■ **Given entries**:
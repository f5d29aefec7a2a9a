use colored::Colorize;
use serde_json::json;

use crate::client::UserApi;
use crate::error::Result;
use crate::output::{is_json_output, print_item};

pub async fn public_key<A: UserApi + ?Sized>(api: &A) -> Result<()> {
    let key = api.public_key().await?;

    print_item(&key, |k| {
        if !k.algorithm.is_empty() {
            println!("Algorithm:      {}", k.algorithm);
        }
        if !k.hash_algorithm.is_empty() {
            println!("Hash algorithm: {}", k.hash_algorithm);
        }
        println!();
        println!("{}", k.public_key.trim_end());
    });

    Ok(())
}

pub async fn verify<A: UserApi + ?Sized>(api: &A, data: &str, signature: &str) -> Result<()> {
    let valid = api.verify_signature(data, signature).await?;

    if is_json_output() {
        print_item(&json!({ "valid": valid }), |_| {});
    } else if valid {
        println!("{}", "Signature is valid".green());
    } else {
        println!("{}", "Signature is NOT valid".red());
    }

    Ok(())
}
use std::sync::atomic::{AtomicBool, AtomicU8, Ordering};

use colored::Colorize;
use serde::Serialize;
use tabled::{settings::Style, Table, Tabled};

use crate::cli::OutputFormat;
use crate::types::{Role, Status};

/// Global output format setting
static OUTPUT_FORMAT: AtomicU8 = AtomicU8::new(0);
static QUIET: AtomicBool = AtomicBool::new(false);

pub fn set_format(format: OutputFormat) {
    let code = match format {
        OutputFormat::Table => 0,
        OutputFormat::Json => 1,
        OutputFormat::Compact => 2,
    };
    OUTPUT_FORMAT.store(code, Ordering::Relaxed);
}

pub fn format() -> OutputFormat {
    match OUTPUT_FORMAT.load(Ordering::Relaxed) {
        1 => OutputFormat::Json,
        2 => OutputFormat::Compact,
        _ => OutputFormat::Table,
    }
}

pub fn is_json_output() -> bool {
    format() == OutputFormat::Json
}

pub fn set_quiet(quiet: bool) {
    QUIET.store(quiet, Ordering::Relaxed);
}

fn print_json<T: Serialize + ?Sized>(value: &T) {
    println!("{}", serde_json::to_string_pretty(value).unwrap_or_default());
}

/// Print a table or JSON depending on output mode
pub fn print_table<T, R, F>(items: &[T], to_row: F)
where
    T: Serialize,
    R: Tabled,
    F: Fn(&T) -> R,
{
    match format() {
        OutputFormat::Json => print_json(items),
        OutputFormat::Table => {
            let rows: Vec<R> = items.iter().map(to_row).collect();
            println!("{}", Table::new(rows).with(Style::rounded()));
        }
        OutputFormat::Compact => {
            let rows: Vec<R> = items.iter().map(to_row).collect();
            println!("{}", Table::new(rows).with(Style::blank()));
        }
    }
}

/// Print a single item or JSON depending on output mode
pub fn print_item<T: Serialize>(item: &T, display: impl FnOnce(&T)) {
    if is_json_output() {
        print_json(item);
    } else {
        display(item);
    }
}

/// Print a message (skipped when quiet, or prints simple object in JSON mode)
pub fn print_message(message: &str) {
    if QUIET.load(Ordering::Relaxed) {
        return;
    }
    if is_json_output() {
        print_json(&serde_json::json!({ "message": message }));
    } else {
        println!("{message}");
    }
}

pub fn role_colored(role: Role) -> String {
    match role {
        Role::Admin => role.label().magenta().bold().to_string(),
        Role::User => role.label().to_string(),
    }
}

pub fn status_colored(status: Status) -> String {
    match status {
        Status::Active => status.label().green().to_string(),
        Status::Inactive => status.label().bright_black().to_string(),
    }
}

/// Format a date string nicely using chrono
pub fn format_date(iso: &str) -> String {
    use chrono::{DateTime, Local, Utc};

    if let Ok(dt) = iso.parse::<DateTime<Utc>>() {
        let local: DateTime<Local> = dt.into();
        local.format("%Y-%m-%d %H:%M").to_string()
    } else {
        // Fallback: just extract date portion
        iso.split('T').next().unwrap_or(iso).to_string()
    }
}

/// Truncate a string with ellipsis
pub fn truncate(s: &str, max: usize) -> String {
    if s.chars().count() <= max {
        s.to_string()
    } else {
        let kept: String = s.chars().take(max.saturating_sub(3)).collect();
        format!("{kept}...")
    }
}

/// Horizontal bar for chart rows, scaled against the largest value.
pub fn bar(value: u64, max: u64, width: usize) -> String {
    if max == 0 {
        return String::new();
    }
    let filled = ((value as f64 / max as f64) * width as f64).round() as usize;
    "█".repeat(filled.min(width))
}
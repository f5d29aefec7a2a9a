use std::sync::Arc;

use async_trait::async_trait;
use reqwest::header::HeaderMap;
use reqwest::{Client, Method, RequestBuilder, Response, StatusCode};
use serde::de::DeserializeOwned;
use serde::Serialize;
use serde_json::{json, Value};
use url::Url;

use crate::cache::MemoCache;
use crate::config::Config;
use crate::error::{AdminError, ApiError};
use crate::responses::{self, UserListWire};
use crate::retry::{with_rate_limit_retry, RetryPolicy};
use crate::session::TokenStore;
use crate::types::{
    ChartPoint, ExportMetadata, NewUser, Page, PublicKey, User, UserStats, UserUpdate,
};

const USERS_PATH: &str = "/api/users";
const STATS_PATH: &str = "/api/users/stats";
const CHART_PATH: &str = "/api/users/chart";
const EXPORT_PATH: &str = "/api/users/export";
const PUBLIC_KEY_PATH: &str = "/api/users/crypto/public-key";
const VERIFY_PATH: &str = "/api/users/crypto/verify";
const HEALTH_PATH: &str = "/health";

/// Binary export payload with its advisory headers.
#[derive(Debug, Clone)]
pub struct BinaryExport {
    pub bytes: Vec<u8>,
    pub metadata: ExportMetadata,
}

/// Backend capabilities the controllers depend on.
#[async_trait]
pub trait UserApi: Send + Sync {
    async fn list_users(&self, page: u32, limit: u32) -> Result<Page<User>, ApiError>;
    async fn get_user(&self, id: &str) -> Result<User, ApiError>;
    async fn create_user(&self, user: &NewUser) -> Result<User, ApiError>;
    async fn update_user(&self, id: &str, update: &UserUpdate) -> Result<User, ApiError>;
    async fn delete_user(&self, id: &str) -> Result<(), ApiError>;
    async fn stats(&self) -> Result<UserStats, ApiError>;
    async fn chart(&self, days: u32) -> Result<Vec<ChartPoint>, ApiError>;
    async fn export_binary(&self) -> Result<BinaryExport, ApiError>;
    async fn export_json(&self) -> Result<Vec<User>, ApiError>;
    async fn public_key(&self) -> Result<PublicKey, ApiError>;
    async fn verify_signature(&self, data: &str, signature: &str) -> Result<bool, ApiError>;
    async fn health(&self) -> Result<Value, ApiError>;
}

/// HTTP plumbing shared between direct calls and memoized fetches.
#[derive(Clone)]
struct Transport {
    http: Client,
    base_url: String,
    tokens: Arc<dyn TokenStore>,
}

impl Transport {
    async fn send(
        &self,
        method: Method,
        path: &str,
        build: impl FnOnce(RequestBuilder) -> RequestBuilder,
    ) -> Result<Response, ApiError> {
        let url = format!("{}{}", self.base_url, path);
        let mut request = self.http.request(method.clone(), url);
        if let Some(token) = self.tokens.token() {
            request = request.bearer_auth(token);
        }

        tracing::debug!(%method, path, "api request");

        let response = build(request).send().await.map_err(|e| {
            tracing::warn!(%method, path, error = %e, "api request failed");
            ApiError::from(e)
        })?;

        let status = response.status();
        tracing::debug!(%method, path, status = status.as_u16(), "api response");

        if status == StatusCode::UNAUTHORIZED {
            tracing::info!("unauthorized, clearing stored token");
            self.tokens.clear();
        }

        if !status.is_success() {
            let err = ApiError::from_status(status);
            tracing::warn!(%method, path, status = status.as_u16(), error = %err, "api error");
            return Err(err);
        }

        Ok(response)
    }

    async fn json(
        &self,
        method: Method,
        path: &str,
        build: impl FnOnce(RequestBuilder) -> RequestBuilder,
    ) -> Result<Value, ApiError> {
        let response = self.send(method, path, build).await?;
        Ok(response.json::<Value>().await?)
    }

    async fn get_json(&self, path: &str, query: &[(&str, String)]) -> Result<Value, ApiError> {
        self.json(Method::GET, path, |r| r.query(query)).await
    }
}

pub struct ApiClient {
    transport: Transport,
    memo: MemoCache<Value>,
    retry: RetryPolicy,
}

impl ApiClient {
    pub fn new(config: &Config, tokens: Arc<dyn TokenStore>) -> crate::error::Result<Self> {
        let base_url = config.api_url();
        Url::parse(&base_url).map_err(|_| AdminError::InvalidUrl(base_url.clone()))?;

        let http = Client::builder()
            .timeout(config.timeout())
            .build()
            .map_err(AdminError::ClientBuild)?;

        Ok(Self {
            transport: Transport {
                http,
                base_url: base_url.trim_end_matches('/').to_string(),
                tokens,
            },
            memo: MemoCache::default(),
            retry: RetryPolicy::default(),
        })
    }

    #[cfg(test)]
    fn with_retry_policy(mut self, retry: RetryPolicy) -> Self {
        self.retry = retry;
        self
    }

    /// Memoized GET, retried while rate limited.
    async fn memoized_get(
        &self,
        key: String,
        path: &'static str,
        query: Vec<(&'static str, String)>,
    ) -> Result<Value, ApiError> {
        let transport = self.transport.clone();
        let retry = self.retry.clone();

        self.memo
            .get_or_fetch(&key, move || async move {
                with_rate_limit_retry(&retry, || transport.get_json(path, &query)).await
            })
            .await
    }

    async fn enveloped<T: DeserializeOwned>(
        &self,
        method: Method,
        path: &str,
        body: Option<&(impl Serialize + Sync)>,
    ) -> Result<T, ApiError> {
        let value = self
            .transport
            .json(method, path, |r| match body {
                Some(body) => r.json(body),
                None => r,
            })
            .await?;
        responses::parse_enveloped(value)
    }
}

fn require_id(id: &str) -> Result<(), ApiError> {
    if id.trim().is_empty() {
        return Err(ApiError::Validation);
    }
    Ok(())
}

fn user_path(id: &str) -> String {
    format!("{USERS_PATH}/{id}")
}

/// Read the advisory export headers; unparseable values are dropped.
fn export_metadata(headers: &HeaderMap) -> ExportMetadata {
    let text = |name: &str| {
        headers
            .get(name)
            .and_then(|v| v.to_str().ok())
            .map(|v| v.trim().to_string())
    };

    ExportMetadata {
        count: text("x-user-count").and_then(|v| v.parse().ok()),
        format: text("x-format"),
        size: text("x-size").and_then(|v| v.parse().ok()),
    }
}

#[async_trait]
impl UserApi for ApiClient {
    async fn list_users(&self, page: u32, limit: u32) -> Result<Page<User>, ApiError> {
        if page < 1 || limit == 0 {
            return Err(ApiError::Validation);
        }

        let body = self
            .transport
            .get_json(
                USERS_PATH,
                &[("page", page.to_string()), ("limit", limit.to_string())],
            )
            .await?;

        Ok(UserListWire::from_value(body)?.normalize(page, limit))
    }

    async fn get_user(&self, id: &str) -> Result<User, ApiError> {
        require_id(id)?;
        self.enveloped(Method::GET, &user_path(id), None::<&()>).await
    }

    async fn create_user(&self, user: &NewUser) -> Result<User, ApiError> {
        self.enveloped(Method::POST, USERS_PATH, Some(user)).await
    }

    async fn update_user(&self, id: &str, update: &UserUpdate) -> Result<User, ApiError> {
        require_id(id)?;
        self.enveloped(Method::PUT, &user_path(id), Some(update)).await
    }

    async fn delete_user(&self, id: &str) -> Result<(), ApiError> {
        require_id(id)?;
        let response = self
            .transport
            .send(Method::DELETE, &user_path(id), |r| r)
            .await?;

        // 204 replies carry no body
        let text = response.text().await?;
        if text.trim().is_empty() {
            return Ok(());
        }
        let body: Value = serde_json::from_str(&text)
            .map_err(|e| ApiError::UnexpectedShape(e.to_string()))?;
        responses::check_rejected(&body)
    }

    async fn stats(&self) -> Result<UserStats, ApiError> {
        let body = self
            .memoized_get("stats".to_string(), STATS_PATH, Vec::new())
            .await?;
        responses::parse_enveloped(body)
    }

    async fn chart(&self, days: u32) -> Result<Vec<ChartPoint>, ApiError> {
        let body = self
            .memoized_get(
                format!("chart:{days}"),
                CHART_PATH,
                vec![("days", days.to_string())],
            )
            .await?;
        responses::parse_enveloped(body)
    }

    async fn export_binary(&self) -> Result<BinaryExport, ApiError> {
        let cache_bust = chrono::Utc::now().timestamp_millis().to_string();
        let response = self
            .transport
            .send(Method::GET, EXPORT_PATH, |r| r.query(&[("t", cache_bust)]))
            .await?;

        let metadata = export_metadata(response.headers());
        let bytes = response.bytes().await?.to_vec();

        tracing::debug!(bytes = bytes.len(), ?metadata, "binary export received");
        Ok(BinaryExport { bytes, metadata })
    }

    async fn export_json(&self) -> Result<Vec<User>, ApiError> {
        let body = self.transport.get_json(USERS_PATH, &[]).await?;
        Ok(UserListWire::from_value(body)?.into_users())
    }

    async fn public_key(&self) -> Result<PublicKey, ApiError> {
        self.enveloped(Method::GET, PUBLIC_KEY_PATH, None::<&()>)
            .await
    }

    async fn verify_signature(&self, data: &str, signature: &str) -> Result<bool, ApiError> {
        let payload = json!({ "data": data, "signature": signature });
        let body = self
            .transport
            .json(Method::POST, VERIFY_PATH, |r| r.json(&payload))
            .await?;
        responses::parse_verification(body)
    }

    async fn health(&self) -> Result<Value, ApiError> {
        self.transport.get_json(HEALTH_PATH, &[]).await
    }
}
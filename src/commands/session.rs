use crate::error::Result;
use crate::output::print_message;
use crate::session::{FileTokenStore, TokenStore};

pub fn login(token: &str) -> Result<()> {
    let store = FileTokenStore::load()?;
    store.set_token(token.trim())?;

    print_message(&format!("Token saved to {}", store.path().display()));
    Ok(())
}

pub fn logout() -> Result<()> {
    let store = FileTokenStore::load()?;
    store.clear();

    print_message("Logged out");
    Ok(())
}
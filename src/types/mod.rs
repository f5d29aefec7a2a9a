mod filters;
mod pagination;
mod stats;
mod user;

pub use filters::{RoleFilter, StatusFilter, UserFilters};
pub use pagination::{Page, Pagination};
pub use stats::{ChartPoint, DecodedCollection, ExportMetadata, PublicKey, UserStats};
pub use user::{NewUser, Role, Status, User, UserUpdate};
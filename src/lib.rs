//! Admin client for a user-management backend: paginated listing with
//! signature verification, statistics, and JSON or protobuf exports.

pub mod cache;
pub mod cli;
pub mod client;
pub mod commands;
pub mod config;
pub mod controllers;
pub mod decoder;
pub mod error;
pub mod output;
pub mod responses;
pub mod retry;
pub mod session;
pub mod types;
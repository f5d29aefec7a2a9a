//! Retry on rate limiting with exponential backoff.

use std::future::Future;
use std::sync::atomic::{AtomicU32, Ordering};
use std::time::Duration;

use backon::{ExponentialBuilder, Retryable};

use crate::error::ApiError;

#[derive(Debug, Clone)]
pub struct RetryPolicy {
    /// Total attempts including the first one.
    pub max_attempts: u32,
    pub initial_backoff: Duration,
    pub multiplier: f32,
}

impl Default for RetryPolicy {
    fn default() -> Self {
        Self {
            max_attempts: 3,
            initial_backoff: Duration::from_secs(2),
            multiplier: 2.0,
        }
    }
}

/// Run `operation`, retrying only while it fails with HTTP 429.
///
/// Backoff starts at `initial_backoff` and grows by `multiplier`, sleeping
/// only between attempts. The default policy makes three attempts with 2s
/// and 4s pauses, so the 8s step of the series would only precede a fourth
/// attempt and is never slept. Any other error is returned immediately. When
/// every attempt was rate limited the result is
/// [`ApiError::MaxRetriesExceeded`] as soon as the last attempt fails.
pub async fn with_rate_limit_retry<F, Fut, T>(
    policy: &RetryPolicy,
    operation: F,
) -> Result<T, ApiError>
where
    F: FnMut() -> Fut,
    Fut: Future<Output = Result<T, ApiError>>,
{
    // backon counts retries, not attempts
    let max_retries = policy.max_attempts.saturating_sub(1) as usize;

    let backoff = ExponentialBuilder::default()
        .with_min_delay(policy.initial_backoff)
        .with_factor(policy.multiplier)
        .with_max_times(max_retries);

    let attempts = AtomicU32::new(1);

    operation
        .retry(backoff)
        .sleep(tokio::time::sleep)
        .when(ApiError::is_rate_limited)
        .notify(|err: &ApiError, dur: Duration| {
            let attempt = attempts.fetch_add(1, Ordering::SeqCst);
            tracing::warn!(
                attempt,
                backoff_ms = dur.as_millis() as u64,
                error = %err,
                "rate limited, backing off"
            );
        })
        .await
        .map_err(|e| {
            if e.is_rate_limited() {
                ApiError::MaxRetriesExceeded {
                    attempts: attempts.load(Ordering::SeqCst),
                }
            } else {
                e
            }
        })
}
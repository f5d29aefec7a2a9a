//! Decoding of binary user exports.
//!
//! The message layout is not compiled in: it is read from a `.proto` file on
//! first use, so the backend can own the schema. Decoded messages go through a
//! generic JSON form and are then mapped onto [`User`], accepting either
//! snake_case or camelCase field names depending on how the schema spells
//! them.

use std::path::{Path, PathBuf};

use prost::Message;
use prost_reflect::{DescriptorPool, DynamicMessage, MessageDescriptor, SerializeOptions};
use serde_json::{Map, Value};
use tokio::sync::OnceCell;

use crate::error::ApiError;
use crate::types::{DecodedCollection, Role, Status, User};

const USER_MESSAGE: &str = "user.User";
const COLLECTION_MESSAGE: &str = "user.UserCollection";

pub const DEFAULT_ALGORITHM: &str = "RSA-2048";
pub const DEFAULT_HASH_ALGORITHM: &str = "SHA-384";

struct Schema {
    user: MessageDescriptor,
    collection: MessageDescriptor,
}

pub struct Decoder {
    schema_path: PathBuf,
    schema: OnceCell<Schema>,
}

impl Decoder {
    pub fn new(schema_path: impl Into<PathBuf>) -> Self {
        Self {
            schema_path: schema_path.into(),
            schema: OnceCell::new(),
        }
    }

    pub fn is_loaded(&self) -> bool {
        self.schema.initialized()
    }

    /// Load the schema once. Callers racing the first load all wait on it; a
    /// failed load is reported and retried on the next call.
    async fn schema(&self) -> Result<&Schema, ApiError> {
        self.schema
            .get_or_try_init(|| async { load_schema(&self.schema_path) })
            .await
    }

    pub async fn decode_collection(&self, bytes: &[u8]) -> Result<DecodedCollection, ApiError> {
        let schema = self.schema().await?;
        let decoded = decode_to_json(&schema.collection, bytes)?;
        let collection = canonical_collection(&decoded, &now());

        tracing::debug!(
            users = collection.users.len(),
            total_count = collection.total_count,
            algorithm = %collection.algorithm,
            "decoded user collection"
        );
        Ok(collection)
    }

    pub async fn decode_user(&self, bytes: &[u8]) -> Result<User, ApiError> {
        let schema = self.schema().await?;
        let decoded = decode_to_json(&schema.user, bytes)?;
        let record = decoded
            .as_object()
            .ok_or_else(|| ApiError::Decode("user is not a message".into()))?;
        Ok(canonical_user(record, &now()))
    }
}

fn now() -> String {
    chrono::Utc::now().to_rfc3339()
}

fn load_schema(path: &Path) -> Result<Schema, ApiError> {
    let file = path
        .file_name()
        .ok_or_else(|| ApiError::Schema(format!("{} is not a file", path.display())))?;
    let include = path
        .parent()
        .filter(|p| !p.as_os_str().is_empty())
        .unwrap_or_else(|| Path::new("."));

    let files = protox::compile([file], [include]).map_err(|e| {
        tracing::error!(path = %path.display(), error = %e, "failed to compile schema");
        ApiError::Schema(e.to_string())
    })?;
    let pool = DescriptorPool::from_file_descriptor_set(files)
        .map_err(|e| ApiError::Schema(e.to_string()))?;

    let lookup = |name: &str| {
        pool.get_message_by_name(name)
            .ok_or_else(|| ApiError::Schema(format!("message {name} not found")))
    };

    let schema = Schema {
        user: lookup(USER_MESSAGE)?,
        collection: lookup(COLLECTION_MESSAGE)?,
    };
    tracing::info!(path = %path.display(), "binary schema loaded");
    Ok(schema)
}

fn decode_to_json(descriptor: &MessageDescriptor, bytes: &[u8]) -> Result<Value, ApiError> {
    let mut message = DynamicMessage::new(descriptor.clone());
    message
        .merge(bytes)
        .map_err(|e| ApiError::Decode(e.to_string()))?;

    let options = SerializeOptions::new()
        .use_proto_field_name(true)
        .skip_default_fields(false);

    message
        .serialize_with_options(serde_json::value::Serializer, &options)
        .map_err(|e| ApiError::Decode(e.to_string()))
}

/// First non-empty string among the snake_case and camelCase spellings.
fn pick<'a>(record: &'a Map<String, Value>, snake: &str, camel: &str) -> Option<&'a str> {
    [snake, camel]
        .into_iter()
        .filter_map(|key| record.get(key).and_then(Value::as_str))
        .find(|v| !v.is_empty())
}

fn pick_or(record: &Map<String, Value>, snake: &str, camel: &str, default: &str) -> String {
    pick(record, snake, camel).unwrap_or(default).to_string()
}

pub fn canonical_user(record: &Map<String, Value>, now: &str) -> User {
    User {
        id: pick_or(record, "id", "id", ""),
        email: pick_or(record, "email", "email", ""),
        role: pick(record, "role", "role")
            .map(Role::from_label)
            .unwrap_or_default(),
        status: pick(record, "status", "status")
            .map(Status::from_label)
            .unwrap_or_default(),
        created_at: pick_or(record, "created_at", "createdAt", now),
        email_hash: pick_or(record, "email_hash", "emailHash", ""),
        signature: pick_or(record, "signature", "signature", ""),
    }
}

pub fn canonical_collection(decoded: &Value, now: &str) -> DecodedCollection {
    let empty = Map::new();
    let root = decoded.as_object().unwrap_or(&empty);

    let users: Vec<User> = root
        .get("users")
        .and_then(Value::as_array)
        .map(|items| {
            items
                .iter()
                .filter_map(Value::as_object)
                .map(|record| canonical_user(record, now))
                .collect()
        })
        .unwrap_or_default();

    // 64-bit integers arrive as strings
    let total_count = ["total_count", "totalCount"]
        .into_iter()
        .filter_map(|key| root.get(key))
        .find_map(|v| {
            v.as_u64()
                .or_else(|| v.as_str().and_then(|s| s.parse().ok()))
        })
        .filter(|n| *n > 0)
        .unwrap_or(users.len() as u64);

    DecodedCollection {
        total_count,
        exported_at: pick_or(root, "exported_at", "exportedAt", now),
        algorithm: pick_or(root, "algorithm", "algorithm", DEFAULT_ALGORITHM),
        hash_algorithm: pick_or(root, "hash_algorithm", "hashAlgorithm", DEFAULT_HASH_ALGORITHM),
        users,
    }
}
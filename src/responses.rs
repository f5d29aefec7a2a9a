//! Backend response shapes and their normalization.
//!
//! The backend is not consistent about where it puts list data and
//! pagination, so each accepted shape is an explicit variant and a pure
//! function maps it to the canonical [`Page`].

use serde::de::DeserializeOwned;
use serde::Deserialize;
use serde_json::Value;

use crate::error::ApiError;
use crate::types::{Page, Pagination, User};

/// `{success, data, error?, message?}` envelope around single-object replies.
#[derive(Deserialize, Debug)]
pub struct Envelope<T> {
    pub success: Option<bool>,
    pub data: Option<T>,
    pub error: Option<String>,
    pub message: Option<String>,
}

impl<T> Envelope<T> {
    pub fn into_data(self) -> Result<T, ApiError> {
        if self.success == Some(false) {
            return Err(rejection(self.error, self.message));
        }
        self.data.ok_or(ApiError::EmptyResponse)
    }
}

/// Turn an explicit `success: false` body into an error, if it is one.
pub fn check_rejected(body: &Value) -> Result<(), ApiError> {
    if body.get("success").and_then(Value::as_bool) == Some(false) {
        let text = |key: &str| body.get(key).and_then(Value::as_str).map(String::from);
        return Err(rejection(text("error"), text("message")));
    }
    Ok(())
}

fn rejection(error: Option<String>, message: Option<String>) -> ApiError {
    error
        .or(message)
        .map(ApiError::Rejected)
        .unwrap_or(ApiError::Unknown)
}

/// Deserialize an enveloped payload.
pub fn parse_enveloped<T: DeserializeOwned>(body: Value) -> Result<T, ApiError> {
    check_rejected(&body)?;
    let envelope: Envelope<T> = serde_json::from_value(body)
        .map_err(|e| ApiError::UnexpectedShape(e.to_string()))?;
    envelope.into_data()
}

#[derive(Deserialize, Debug, Default)]
#[serde(rename_all = "camelCase")]
pub struct PaginationWire {
    pub page: Option<u32>,
    pub limit: Option<u32>,
    pub total: Option<u64>,
    pub total_count: Option<u64>,
    pub total_pages: Option<u32>,
    pub has_next_page: Option<bool>,
    pub has_prev_page: Option<bool>,
}

#[derive(Deserialize, Debug)]
pub struct NestedUsers {
    pub users: Vec<User>,
    #[serde(default)]
    pub pagination: Option<PaginationWire>,
}

/// Every list shape the backend is known to send.
#[derive(Deserialize, Debug)]
#[serde(untagged)]
pub enum UserListWire {
    /// `{success, data: [..], pagination}`
    Flat {
        #[serde(default)]
        success: Option<bool>,
        data: Vec<User>,
        #[serde(default)]
        pagination: Option<PaginationWire>,
    },
    /// `{success, data: {users: [..], pagination?}, pagination?}`
    Nested {
        #[serde(default)]
        success: Option<bool>,
        data: NestedUsers,
        #[serde(default)]
        pagination: Option<PaginationWire>,
    },
    /// A bare array of users.
    Bare(Vec<User>),
}

impl UserListWire {
    pub fn from_value(body: Value) -> Result<Self, ApiError> {
        check_rejected(&body)?;
        serde_json::from_value(body).map_err(|_| {
            ApiError::UnexpectedShape("expected a user list with data and pagination".into())
        })
    }

    /// Drop the pagination and keep the records.
    pub fn into_users(self) -> Vec<User> {
        match self {
            UserListWire::Flat { data, .. } => data,
            UserListWire::Nested { data, .. } => data.users,
            UserListWire::Bare(users) => users,
        }
    }

    /// Map any accepted shape to the canonical page.
    ///
    /// Missing pagination fields fall back to what was requested and to the
    /// number of records received.
    pub fn normalize(self, requested_page: u32, requested_limit: u32) -> Page<User> {
        let (success, users, wire) = match self {
            UserListWire::Flat {
                success,
                data,
                pagination,
            } => (success, data, pagination),
            UserListWire::Nested {
                success,
                data,
                pagination,
            } => (success, data.users, pagination.or(data.pagination)),
            UserListWire::Bare(users) => (None, users, None),
        };

        let wire = wire.unwrap_or_default();
        let total = wire
            .total
            .or(wire.total_count)
            .unwrap_or(users.len() as u64);

        Page {
            success: success.unwrap_or(true),
            pagination: Pagination::normalized(
                wire.page.unwrap_or(requested_page),
                wire.limit.unwrap_or(requested_limit),
                total,
                wire.total_pages,
                wire.has_next_page,
                wire.has_prev_page,
            ),
            data: users,
        }
    }
}

#[derive(Deserialize, Debug)]
#[serde(untagged)]
enum Verdict {
    Bool(bool),
    Valid { valid: bool },
}

#[derive(Deserialize, Debug)]
#[serde(untagged)]
enum VerifyWire {
    Wrapped { data: Verdict },
    Direct(Verdict),
}

/// Read the boolean out of a verify reply.
pub fn parse_verification(body: Value) -> Result<bool, ApiError> {
    check_rejected(&body)?;
    let wire: VerifyWire = serde_json::from_value(body)
        .map_err(|_| ApiError::UnexpectedShape("expected a verification result".into()))?;

    let verdict = match wire {
        VerifyWire::Wrapped { data } => data,
        VerifyWire::Direct(verdict) => verdict,
    };

    Ok(match verdict {
        Verdict::Bool(valid) | Verdict::Valid { valid } => valid,
    })
}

■ **Work to be completed**: Copy each line containing the word "enum" from the data.

■ **Output of the task**:
pub enum UserListWire {
enum Verdict {
enum VerifyWire {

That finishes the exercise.